Reference no: EM132681246
Question - Case Facts
Scenario 1 - Energy Inc. (Energy), an entity operating in the oil industry, is a U.S. subsidiary of a U.K. entity that prepares its financial statements in accordance with (1) IFRSs in reporting to its parent and (2) U.S. GAAP in reporting to its U.S.-based lender. Energy's operations sometimes result in soil contamination. Energy cleans up any contamination when required to do so under the laws of the particular country in which it operates. In one of the countries in which Energy operates, there is no legislation requiring cleanup. In that same country, Energy had inadvertently contaminated land in prior years. As of December 31, 20X1, it is virtually certain that a law requiring the remediation of contaminated land will be enacted in this jurisdiction, though it is not expected to be issued until shortly after the yearend.
Required: Should Energy recognize a provision as of December 31, 20X1, (1) in reporting to its U.K. parent under IFRSs and (2) in reporting to its U.S.-based lender in accordance with U.S. GAAP?
Scenario 2 - FuelSource Co. (FuelSource) is a U.S. subsidiary of a U.K. entity that prepares its financial statements in accordance with (1) IFRSs in reporting to its parent and (2) U.S. GAAP in reporting to its U.S.-based lender. FuelSource also operates in the oil industry and its operations sometimes result in soil contamination. FuelSource operates in Dirty Country, where there is no environmental legislation. However, FuelSource has a widely published environmental policy in which it remediates contamination that it causes. FuelSource has a record of honoring this published policy. The U.K. parent similarly has a widely published environmental policy in which it remediates all contamination it causes and has a record of honoring this published policy.
Required: Should FuelSource recognize a provision for cleanup costs it may incur in Dirty Country (1) in reporting to its U.K. parent under IFRSs and (2) in reporting to its U.S.-based lender in accordance with U.S. GAAP?
Scenario 3 - The government introduces a number of changes to the income tax system. As a result of these changes, Energy will need to retrain a large proportion of its administrative and sales workforce to ensure continued compliance with the new regulations. As of the balance sheet date, no retraining of staff has taken place.
Required: Should Energy recognize, as of the balance sheet date, a provision for the expected costs to retrain the staff (1) in reporting to its U.K. parent under IFRSs and (2) in reporting to its U.S.- based lender in accordance with U.S. GAAP?

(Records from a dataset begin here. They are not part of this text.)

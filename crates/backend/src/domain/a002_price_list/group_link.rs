use anyhow::Result;
use contracts::domain::a001_customer_group::aggregate::{CustomerGroup, CustomerGroupId};
use contracts::domain::a002_price_list::aggregate::PriceListId;
use contracts::domain::common::AggregateId;
use serde::{Deserialize, Serialize};

use sea_orm::entity::prelude::*;
use sea_orm::{ColumnTrait, ConnectionTrait, EntityTrait, QueryFilter, QueryOrder, Set};

use crate::domain::a001_customer_group;

/// Ребро связи прайс-лист — группа покупателей (таблица N:N)
#[derive(Clone, Debug, PartialEq, Eq, DeriveEntityModel, Serialize, Deserialize)]
#[sea_orm(table_name = "a002_price_list_customer_group")]
pub struct Model {
    #[sea_orm(primary_key, auto_increment = false)]
    pub price_list_id: String,
    #[sea_orm(primary_key, auto_increment = false)]
    pub customer_group_id: String,
}

#[derive(Copy, Clone, Debug, EnumIter, DeriveRelation)]
pub enum Relation {}

impl ActiveModelBehavior for ActiveModel {}

/// Заменить набор групп списка целиком (полная перезапись, не слияние)
pub async fn replace_groups_txn<C: ConnectionTrait>(
    db: &C,
    list_id: &PriceListId,
    group_ids: &[CustomerGroupId],
) -> Result<()> {
    Entity::delete_many()
        .filter(Column::PriceListId.eq(list_id.as_string()))
        .exec(db)
        .await?;

    let mut seen: Vec<String> = Vec::with_capacity(group_ids.len());
    for group_id in group_ids {
        let key = group_id.as_string();
        if !seen.contains(&key) {
            seen.push(key);
        }
    }

    if seen.is_empty() {
        return Ok(());
    }

    let models: Vec<ActiveModel> = seen
        .into_iter()
        .map(|group_id| ActiveModel {
            price_list_id: Set(list_id.as_string()),
            customer_group_id: Set(group_id),
        })
        .collect();
    Entity::insert_many(models).exec(db).await?;
    Ok(())
}

/// Идентификаторы групп, привязанных к списку
pub async fn group_ids_for_list<C: ConnectionTrait>(
    db: &C,
    list_id: &PriceListId,
) -> Result<Vec<String>> {
    let ids = Entity::find()
        .filter(Column::PriceListId.eq(list_id.as_string()))
        .order_by_asc(Column::CustomerGroupId)
        .all(db)
        .await?
        .into_iter()
        .map(|row| row.customer_group_id)
        .collect();
    Ok(ids)
}

/// Идентификаторы списков, привязанных к группе (для фильтра по связи)
pub async fn list_ids_for_group<C: ConnectionTrait>(
    db: &C,
    group_id: &str,
) -> Result<Vec<String>> {
    let ids = Entity::find()
        .filter(Column::CustomerGroupId.eq(group_id))
        .all(db)
        .await?
        .into_iter()
        .map(|row| row.price_list_id)
        .collect();
    Ok(ids)
}

/// Группы списка, развёрнутые в агрегаты справочника
pub async fn groups_for_list<C: ConnectionTrait>(
    db: &C,
    list_id: &PriceListId,
) -> Result<Vec<CustomerGroup>> {
    let ids = group_ids_for_list(db, list_id).await?;
    a001_customer_group::repository::find_by_ids(db, &ids).await
}
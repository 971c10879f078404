use axum::{extract::Path, http::StatusCode, Json};

use contracts::domain::a001_customer_group::aggregate::{
    CustomerGroup, CustomerGroupDto, CustomerGroupId,
};
use contracts::domain::common::AggregateId;

use super::status_for;
use crate::domain::a001_customer_group::service;
use crate::shared::data::db::get_connection;

/// GET /api/customer_group
pub async fn list_all() -> Result<Json<Vec<CustomerGroup>>, StatusCode> {
    match service::list_all(get_connection()).await {
        Ok(items) => Ok(Json(items)),
        Err(e) => {
            tracing::error!("Failed to list customer groups: {}", e);
            Err(status_for(&e))
        }
    }
}

/// GET /api/customer_group/:id
pub async fn get_by_id(Path(id): Path<String>) -> Result<Json<CustomerGroup>, StatusCode> {
    let id = match CustomerGroupId::from_string(&id) {
        Ok(id) => id,
        Err(_) => return Err(StatusCode::BAD_REQUEST),
    };
    match service::retrieve(get_connection(), &id).await {
        Ok(group) => Ok(Json(group)),
        Err(e) => {
            tracing::error!("Failed to get customer group: {}", e);
            Err(status_for(&e))
        }
    }
}

/// POST /api/customer_group
pub async fn create(Json(dto): Json<CustomerGroupDto>) -> Result<Json<CustomerGroup>, StatusCode> {
    match service::create(get_connection(), dto).await {
        Ok(group) => Ok(Json(group)),
        Err(e) => {
            tracing::error!("Failed to create customer group: {}", e);
            Err(status_for(&e))
        }
    }
}
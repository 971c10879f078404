use chrono::Utc;
use contracts::domain::a001_customer_group::aggregate::{CustomerGroup, CustomerGroupId};
use contracts::domain::common::{AggregateId, BaseAggregate, EntityMetadata};
use serde::{Deserialize, Serialize};

use sea_orm::entity::prelude::*;
use sea_orm::{ColumnTrait, ConnectionTrait, EntityTrait, QueryFilter, QueryOrder, Set};

#[derive(Clone, Debug, PartialEq, DeriveEntityModel, Serialize, Deserialize)]
#[sea_orm(table_name = "a001_customer_group")]
pub struct Model {
    #[sea_orm(primary_key, auto_increment = false)]
    pub id: String,
    pub name: String,
    pub description: Option<String>,
    pub is_deleted: bool,
    pub created_at: Option<chrono::DateTime<chrono::Utc>>,
    pub updated_at: Option<chrono::DateTime<chrono::Utc>>,
    pub version: i32,
}

#[derive(Copy, Clone, Debug, EnumIter, DeriveRelation)]
pub enum Relation {}

impl ActiveModelBehavior for ActiveModel {}

impl From<Model> for CustomerGroup {
    fn from(m: Model) -> Self {
        let metadata = EntityMetadata {
            created_at: m.created_at.unwrap_or_else(Utc::now),
            updated_at: m.updated_at.unwrap_or_else(Utc::now),
            is_deleted: m.is_deleted,
            version: m.version,
        };
        let id = CustomerGroupId::from_string(&m.id).unwrap_or_else(|_| CustomerGroupId::new_v4());

        CustomerGroup {
            base: BaseAggregate::with_metadata(id, m.name, m.description, metadata),
        }
    }
}

pub async fn get_by_id<C: ConnectionTrait>(
    db: &C,
    id: &CustomerGroupId,
) -> anyhow::Result<Option<CustomerGroup>> {
    let result = Entity::find_by_id(id.as_string())
        .filter(Column::IsDeleted.eq(false))
        .one(db)
        .await?;
    Ok(result.map(Into::into))
}

/// Найти группы по набору строковых идентификаторов (для развёртки связей)
pub async fn find_by_ids<C: ConnectionTrait>(
    db: &C,
    ids: &[String],
) -> anyhow::Result<Vec<CustomerGroup>> {
    if ids.is_empty() {
        return Ok(Vec::new());
    }
    let items = Entity::find()
        .filter(Column::Id.is_in(ids.iter().cloned()))
        .filter(Column::IsDeleted.eq(false))
        .order_by_asc(Column::Name)
        .all(db)
        .await?
        .into_iter()
        .map(Into::into)
        .collect();
    Ok(items)
}

pub async fn insert<C: ConnectionTrait>(
    db: &C,
    aggregate: &CustomerGroup,
) -> anyhow::Result<CustomerGroupId> {
    let id = aggregate.base.id;
    let active = ActiveModel {
        id: Set(id.as_string()),
        name: Set(aggregate.base.name.clone()),
        description: Set(aggregate.base.description.clone()),
        is_deleted: Set(aggregate.base.metadata.is_deleted),
        created_at: Set(Some(aggregate.base.metadata.created_at)),
        updated_at: Set(Some(aggregate.base.metadata.updated_at)),
        version: Set(aggregate.base.metadata.version),
    };
    active.insert(db).await?;
    Ok(id)
}

pub async fn list_all<C: ConnectionTrait>(db: &C) -> anyhow::Result<Vec<CustomerGroup>> {
    let items = Entity::find()
        .filter(Column::IsDeleted.eq(false))
        .order_by_asc(Column::Name)
        .all(db)
        .await?
        .into_iter()
        .map(Into::into)
        .collect();
    Ok(items)
}
use once_cell::sync::OnceCell;
use sea_orm::{ConnectionTrait, Database, DatabaseConnection, Statement};
use std::path::Path;

use crate::shared::config;

static DB_CONN: OnceCell<DatabaseConnection> = OnceCell::new();

fn build_sqlite_url(path: &Path) -> String {
    // Normalize path separators and ensure proper URL form on Windows
    let normalized = path.to_string_lossy().replace('\\', "/");
    let needs_leading_slash = !normalized.starts_with('/') && normalized.contains(':');
    let prefix = if needs_leading_slash { "/" } else { "" };
    format!("sqlite://{}{}?mode=rwc", prefix, normalized)
}

/// Открыть соединение (путь из config.toml), развернуть схему и
/// сохранить соединение в глобальной ячейке для HTTP-слоя.
pub async fn initialize_database() -> anyhow::Result<()> {
    let cfg = config::load_config()?;
    let db_path = config::get_database_path(&cfg)?;
    if let Some(parent) = db_path.parent() {
        std::fs::create_dir_all(parent)?;
    }

    let db_url = build_sqlite_url(&db_path);
    let conn = Database::connect(&db_url).await?;

    ensure_schema(&conn).await?;

    DB_CONN
        .set(conn)
        .map_err(|_| anyhow::anyhow!("Failed to set DB_CONN"))?;
    Ok(())
}

pub fn get_connection() -> &'static DatabaseConnection {
    DB_CONN
        .get()
        .expect("Database connection has not been initialized")
}

async fn has_table(db: &DatabaseConnection, table_name: &str) -> anyhow::Result<bool> {
    let row = db
        .query_one(Statement::from_sql_and_values(
            db.get_database_backend(),
            "SELECT COUNT(1) AS cnt FROM sqlite_master WHERE type='table' AND name = ?",
            [table_name.into()],
        ))
        .await?;
    let count: i64 = row
        .and_then(|r| r.try_get("", "cnt").ok())
        .unwrap_or_default();
    Ok(count > 0)
}

/// Ensure required tables exist (minimal schema bootstrap).
///
/// Вынесено из initialize_database, чтобы тесты могли развернуть ту же
/// схему поверх `sqlite::memory:`.
pub async fn ensure_schema(db: &DatabaseConnection) -> anyhow::Result<()> {
    if !has_table(db, "a001_customer_group").await? {
        tracing::info!("Creating a001_customer_group table");
        let sql = r#"
            CREATE TABLE a001_customer_group (
                id TEXT PRIMARY KEY NOT NULL,
                name TEXT NOT NULL,
                description TEXT,
                is_deleted INTEGER NOT NULL DEFAULT 0,
                created_at TEXT,
                updated_at TEXT,
                version INTEGER NOT NULL DEFAULT 0
            );
        "#;
        db.execute(Statement::from_string(
            db.get_database_backend(),
            sql.to_string(),
        ))
        .await?;
    }

    if !has_table(db, "a002_price_list").await? {
        tracing::info!("Creating a002_price_list table");
        let sql = r#"
            CREATE TABLE a002_price_list (
                id TEXT PRIMARY KEY NOT NULL,
                name TEXT NOT NULL,
                description TEXT,
                status TEXT NOT NULL DEFAULT 'draft',
                starts_at TEXT,
                ends_at TEXT,
                deleted_at TEXT,
                custom_fields TEXT,
                is_deleted INTEGER NOT NULL DEFAULT 0,
                created_at TEXT,
                updated_at TEXT,
                version INTEGER NOT NULL DEFAULT 0
            );
        "#;
        db.execute(Statement::from_string(
            db.get_database_backend(),
            sql.to_string(),
        ))
        .await?;
    }

    if !has_table(db, "a003_price_record").await? {
        tracing::info!("Creating a003_price_record table");
        let sql = r#"
            CREATE TABLE a003_price_record (
                id TEXT PRIMARY KEY NOT NULL,
                price_list_id TEXT NOT NULL,
                currency_code TEXT NOT NULL,
                amount REAL NOT NULL,
                customer_group_id TEXT,
                min_quantity INTEGER,
                max_quantity INTEGER,
                created_at TEXT NOT NULL,
                updated_at TEXT NOT NULL
            );
        "#;
        db.execute(Statement::from_string(
            db.get_database_backend(),
            sql.to_string(),
        ))
        .await?;
    }

    if !has_table(db, "a002_price_list_customer_group").await? {
        tracing::info!("Creating a002_price_list_customer_group table");
        let sql = r#"
            CREATE TABLE a002_price_list_customer_group (
                price_list_id TEXT NOT NULL,
                customer_group_id TEXT NOT NULL,
                PRIMARY KEY (price_list_id, customer_group_id)
            );
        "#;
        db.execute(Statement::from_string(
            db.get_database_backend(),
            sql.to_string(),
        ))
        .await?;
    }

    Ok(())
}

Scenario 4 - Under new legislation, FuelSource is required to install smoke filters in its factories by June 30, 20X2. As of December 31, 20X1, FuelSource had not yet installed the smoke filters.
Required: Should FuelSource recognize a provision as of December 31, 20X1, (1) in reporting to its U.K. parent under IFRSs and (2) in reporting to its U.S.-based lender in accordance with U.S. GAAP?